Il comunicato stampa che accompagna il Rapporto mette in risalto la performance occupazionale del Programma che ha finora permesso a circa il 34% dei giovani a cui è stata offerta una delle attività previste dall’ampio menu di interventi della GG di trovare un’occupazione a un mese dalla conclusione del percorso. Percentuale che sale fino al 43% se si considerano i risultati rispetto a uno scenario di sei mesi.

Anche rispetto ai tirocini extra-curriculari, vale a dire la misura che con ha riscosso maggiore successo (64,4% del totale delle azioni avviate), emergono alcuni dati interessanti, soprattutto a fronte delle numerose e condivisibili preoccupazioni rispetto all’abuso di questi strumenti e ai problemi che ne hanno accompagnato l’implementazione. In particolare, il Rapporto evidenzia come, a fine aprile 2016, il tasso di inserimento lordo osservato sia di poco superiore al 36%. Se consideriamo l’inserimento lavorativo misurato a una certa distanza temporale, i tassi si aggirano intorno al 30% a un mese dalla conclusione di queste esperienze formative, al 36% a tre mesi, fino a toccare la punta del 41% a sei mesi.
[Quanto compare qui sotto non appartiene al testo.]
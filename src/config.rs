use std::fmt;
use std::path::PathBuf;
use std::time::Duration;

use tracing::trace;

/// Connection details for the MCS appliance pair
#[derive(Clone)]
pub struct McsConfig {
    pub primary: String,
    pub secondary: String,
    pub port: u16,
    /// `https` in production, tests point this at plain-http mock servers
    pub scheme: String,
    pub username: String,
    pub password: String,
    /// Accept self-signed appliance certificates
    pub insecure_tls: bool,
}

impl McsConfig {
    pub fn primary_url(&self) -> String {
        format!("{}://{}:{}", self.scheme, self.primary, self.port)
    }

    pub fn secondary_url(&self) -> String {
        format!("{}://{}:{}", self.scheme, self.secondary, self.port)
    }
}

impl fmt::Debug for McsConfig {
    fn fmt(&self, f: &mut fmt::Formatter<'_>) -> fmt::Result {
        f.debug_struct("McsConfig")
            .field("primary", &self.primary)
            .field("secondary", &self.secondary)
            .field("port", &self.port)
            .field("scheme", &self.scheme)
            .field("username", &self.username)
            .field("password", &"<redacted>")
            .field("insecure_tls", &self.insecure_tls)
            .finish()
    }
}

/// Basic-auth credentials for reading encoders directly
#[derive(Clone)]
pub struct EncoderConfig {
    pub username: String,
    pub password: String,
    /// Encoders serve their API over plain `http` unless configured otherwise
    pub scheme: String,
}

impl fmt::Debug for EncoderConfig {
    fn fmt(&self, f: &mut fmt::Formatter<'_>) -> fmt::Result {
        f.debug_struct("EncoderConfig")
            .field("username", &self.username)
            .field("password", &"<redacted>")
            .field("scheme", &self.scheme)
            .finish()
    }
}

/// Storage backend configuration
#[derive(Debug, Clone)]
pub enum StorageConfig {
    /// In-memory storage (no persistence)
    None,

    /// SQLite database file
    Sqlite { path: PathBuf },

    /// PostgreSQL server
    Postgres(PostgresConfig),
}

#[derive(Clone)]
pub struct PostgresConfig {
    pub host: String,
    pub port: u16,
    pub database: String,
    pub username: String,
    /// Required, there is deliberately no default
    pub password: Option<String>,
}

impl fmt::Debug for PostgresConfig {
    fn fmt(&self, f: &mut fmt::Formatter<'_>) -> fmt::Result {
        f.debug_struct("PostgresConfig")
            .field("host", &self.host)
            .field("port", &self.port)
            .field("database", &self.database)
            .field("username", &self.username)
            .field("password", &self.password.as_ref().map(|_| "<redacted>"))
            .finish()
    }
}

/// Retry schedule as it appears in the tuning file
#[derive(Debug, Clone, PartialEq, serde::Deserialize)]
pub struct RetryConfig {
    #[serde(default = "default_max_attempts")]
    pub max_attempts: u32,
    #[serde(default = "default_initial_backoff_ms")]
    pub initial_backoff_ms: u64,
    #[serde(default = "default_max_backoff_ms")]
    pub max_backoff_ms: u64,
    #[serde(default = "default_multiplier")]
    pub multiplier: f64,
}

impl Default for RetryConfig {
    fn default() -> Self {
        Self {
            max_attempts: default_max_attempts(),
            initial_backoff_ms: default_initial_backoff_ms(),
            max_backoff_ms: default_max_backoff_ms(),
            multiplier: default_multiplier(),
        }
    }
}

impl RetryConfig {
    fn single() -> Self {
        Self {
            max_attempts: 1,
            ..Self::default()
        }
    }
}

fn default_max_attempts() -> u32 {
    3
}

fn default_initial_backoff_ms() -> u64 {
    1_000
}

fn default_max_backoff_ms() -> u64 {
    30_000
}

fn default_multiplier() -> f64 {
    2.0
}

/// Operational knobs, read from the optional JSON tuning file
#[derive(Debug, Clone, Default, serde::Deserialize)]
pub struct Tuning {
    #[serde(default)]
    pub token: TokenTuning,

    #[serde(default)]
    pub fetch: FetchTuning,

    #[serde(default)]
    pub storage: StorageTuning,

    #[serde(default)]
    pub inventory: InventoryTuning,
}

#[derive(Debug, Clone, serde::Deserialize)]
pub struct TokenTuning {
    /// Used when MCS reports neither `expires_in` nor a JWT `exp` claim
    #[serde(default = "default_ttl_secs")]
    pub default_ttl_secs: u64,

    /// A token stops counting as valid this long before it actually expires
    #[serde(default = "default_safety_margin_secs")]
    pub safety_margin_secs: u64,

    #[serde(default = "default_auth_timeout_secs")]
    pub request_timeout_secs: u64,

    #[serde(default)]
    pub retry: RetryConfig,
}

impl Default for TokenTuning {
    fn default() -> Self {
        Self {
            default_ttl_secs: default_ttl_secs(),
            safety_margin_secs: default_safety_margin_secs(),
            request_timeout_secs: default_auth_timeout_secs(),
            retry: RetryConfig::default(),
        }
    }
}

fn default_ttl_secs() -> u64 {
    3600
}

fn default_safety_margin_secs() -> u64 {
    60
}

fn default_auth_timeout_secs() -> u64 {
    10
}

#[derive(Debug, Clone, serde::Deserialize)]
pub struct FetchTuning {
    #[serde(default = "default_alarms_path")]
    pub alarms_path: String,

    /// Consecutive failures before switching to the other MCS host
    #[serde(default = "default_failover_threshold")]
    pub failover_threshold: u32,

    #[serde(default = "default_fetch_timeout_secs")]
    pub request_timeout_secs: u64,

    #[serde(default = "default_connect_timeout_secs")]
    pub connect_timeout_secs: u64,

    #[serde(default = "RetryConfig::single")]
    pub retry: RetryConfig,
}

impl Default for FetchTuning {
    fn default() -> Self {
        Self {
            alarms_path: default_alarms_path(),
            failover_threshold: default_failover_threshold(),
            request_timeout_secs: default_fetch_timeout_secs(),
            connect_timeout_secs: default_connect_timeout_secs(),
            retry: RetryConfig::single(),
        }
    }
}

fn default_alarms_path() -> String {
    "/api/5.1/alarms".to_string()
}

fn default_failover_threshold() -> u32 {
    3
}

fn default_fetch_timeout_secs() -> u64 {
    15
}

fn default_connect_timeout_secs() -> u64 {
    5
}

#[derive(Debug, Clone, serde::Deserialize)]
pub struct StorageTuning {
    /// Upper bound for any single database call
    #[serde(default = "default_operation_timeout_secs")]
    pub operation_timeout_secs: u64,

    #[serde(default = "RetryConfig::single")]
    pub connect_retry: RetryConfig,
}

impl Default for StorageTuning {
    fn default() -> Self {
        Self {
            operation_timeout_secs: default_operation_timeout_secs(),
            connect_retry: RetryConfig::single(),
        }
    }
}

fn default_operation_timeout_secs() -> u64 {
    30
}

#[derive(Debug, Clone, serde::Deserialize)]
pub struct InventoryTuning {
    /// Refresh the device inventory every N iterations, 0 turns it off
    #[serde(default = "default_inventory_every")]
    pub every_iterations: u64,

    /// Per-request bound when reading an encoder directly
    #[serde(default = "default_encoder_timeout_secs")]
    pub encoder_timeout_secs: u64,
}

impl Default for InventoryTuning {
    fn default() -> Self {
        Self {
            every_iterations: default_inventory_every(),
            encoder_timeout_secs: default_encoder_timeout_secs(),
        }
    }
}

fn default_encoder_timeout_secs() -> u64 {
    10
}

fn default_inventory_every() -> u64 {
    10
}

/// Fully assembled collector configuration
#[derive(Debug, Clone)]
pub struct Config {
    pub mcs: McsConfig,
    pub storage: StorageConfig,
    /// Encoder output polling, off when no encoder credentials are configured
    pub encoders: Option<EncoderConfig>,
    pub token_path: PathBuf,
    pub poll_interval: Duration,
    pub tuning: Tuning,
}

/// Reasons a configuration is refused at startup
#[derive(Debug)]
pub enum ConfigError {
    /// A required value was not provided
    Missing(&'static str),

    /// A value was provided but cannot be used
    Invalid(String),
}

impl fmt::Display for ConfigError {
    fn fmt(&self, f: &mut fmt::Formatter<'_>) -> fmt::Result {
        match self {
            ConfigError::Missing(name) => write!(f, "missing required configuration: {name}"),
            ConfigError::Invalid(msg) => write!(f, "invalid configuration: {msg}"),
        }
    }
}

impl std::error::Error for ConfigError {}

fn require(value: &str, name: &'static str) -> Result<(), ConfigError> {
    if value.trim().is_empty() {
        return Err(ConfigError::Missing(name));
    }
    Ok(())
}

impl Config {
    pub fn validate(&self) -> Result<(), ConfigError> {
        require(&self.mcs.primary, "MCS_IP_PRIMARY")?;
        require(&self.mcs.secondary, "MCS_IP_SECONDARY")?;
        require(&self.mcs.username, "MCS_USERNAME")?;
        require(&self.mcs.password, "MCS_PASSWORD")?;

        if self.mcs.scheme != "https" && self.mcs.scheme != "http" {
            return Err(ConfigError::Invalid(format!(
                "unsupported MCS scheme '{}'",
                self.mcs.scheme
            )));
        }

        if let StorageConfig::Postgres(pg) = &self.storage {
            require(&pg.host, "SQL_SERVER")?;
            require(&pg.database, "SQL_DATABASE")?;
            require(&pg.username, "SQL_USERNAME")?;
            match &pg.password {
                Some(password) => require(password, "SQL_PASSWORD")?,
                None => return Err(ConfigError::Missing("SQL_PASSWORD")),
            }
        }

        if let Some(encoders) = &self.encoders {
            require(&encoders.username, "ENCODER_USERNAME")?;
            require(&encoders.password, "ENCODER_PASSWORD")?;
        }

        if self.poll_interval.is_zero() {
            return Err(ConfigError::Invalid(
                "poll interval must be at least one second".to_string(),
            ));
        }

        if self.tuning.fetch.failover_threshold == 0 {
            return Err(ConfigError::Invalid(
                "failover threshold must be at least 1".to_string(),
            ));
        }

        Ok(())
    }
}

pub fn read_tuning_file(path: &str) -> anyhow::Result<Tuning> {
    let file_content = std::fs::read_to_string(path)?;
    serde_json::from_str(&file_content)
        .map_err(|e| anyhow::anyhow!("Invalid tuning file provided: {e}"))
        .inspect(|tuning| trace!("loaded tuning: {tuning:?}"))
}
In sintesi, stando alle analisi prodotte dall’Isfol, la Garanzia giovani non sembrerebbe quel quasi completo fallimento di cui molti hanno parlato. In realtà, la situazione è più complessa. Come spesso accade, non è oro tutto ciò che luccica e i margini di miglioramento sono amplissimi. Circa il 70% dei registrati disponibili a una presa in carico non ha ancora ricevuto una proposta concreta. Se guardiamo invece alle ricadute occupazionali dei giovani utenti che hanno concluso un intervento previsto dal Programma, il tasso di inserimento lordo del quasi 38% appare un risultato non trascurabile, soprattutto in un contesto difficile come quello del mercato del lavoro italiano. Le persone che hanno terminato un intervento alla fine di marzo del 2016 sono però meno di 200 mila; ciò significa un totale di 73 mila occupati a fronte di una spesa certificata di oltre 150 milioni di euro. Per quanto tutti si augurino che questi numeri e queste percentuali continuino a crescere, è chiaro che non appena li rapportiamo a un bacino potenziale di 1,7 milioni di utenti e 1,5 miliardi di Euro da utilizzare entro il 2018, la percezione del problema e dell’efficacia degli interventi messi in campo cambia radicalmente (si vedano a tal proposito i commenti severi di Di Vico sul Corriere della Sera o di Seghezzi di Adapt).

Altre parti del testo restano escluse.